Sempre soubera que seria bobagem deixar que isso acontecesse. Harry não era o tipo de homem por quem sonhara se apaixonar um dia. Sonhara escolher alguém como seu pai, um homem sossegado, atraente, nada ambicioso, cuja vida girava em torno da esposa e da pequena filha.

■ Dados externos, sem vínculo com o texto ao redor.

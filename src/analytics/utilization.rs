use serde::Serialize;

use crate::ledger::Budget;

use super::breakdown::percentage_of;

/// How much of a budget's limit has been consumed.
///
/// `percentage` is raw and may exceed 100; clamp with [`Utilization::bar_width`]
/// when drawing a progress bar.
#[derive(Debug, Clone, Copy, PartialEq, Serialize)]
#[serde(rename_all = "camelCase")]
pub struct Utilization {
    pub percentage: f64,
    pub is_over_budget: bool,
}

impl Utilization {
    pub fn bar_width(&self) -> f64 {
        self.percentage.min(100.0)
    }
}

/// Zero limit reports 0% but is still over budget once anything is spent.
pub fn budget_utilization(budget: &Budget) -> Utilization {
    Utilization {
        percentage: percentage_of(budget.spent, budget.monthly_limit),
        is_over_budget: budget.spent > budget.monthly_limit,
    }
}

Harry não tinha traços perfeitos. Não mesmo. O rosto era anguloso, o nariz um pouco deformado devido ao boxe na Marinha. A boca grande demais, os lábios muito finos, e os olhos com uma expressão cética que o fazia parecer bem mais velho de sua idade.
E era ambicioso. Terrivelmente ambicioso. Rápido nos planejamentos, terminava tudo antes que os outros departamentos soubessem o que estava acontecendo. Era perfeito para a posição que ocupava na firma de Kane Haley, mas não o tipo de homem para se sonhar com ele. Hermione estivera consciente disso desde o momento em que o conhecera.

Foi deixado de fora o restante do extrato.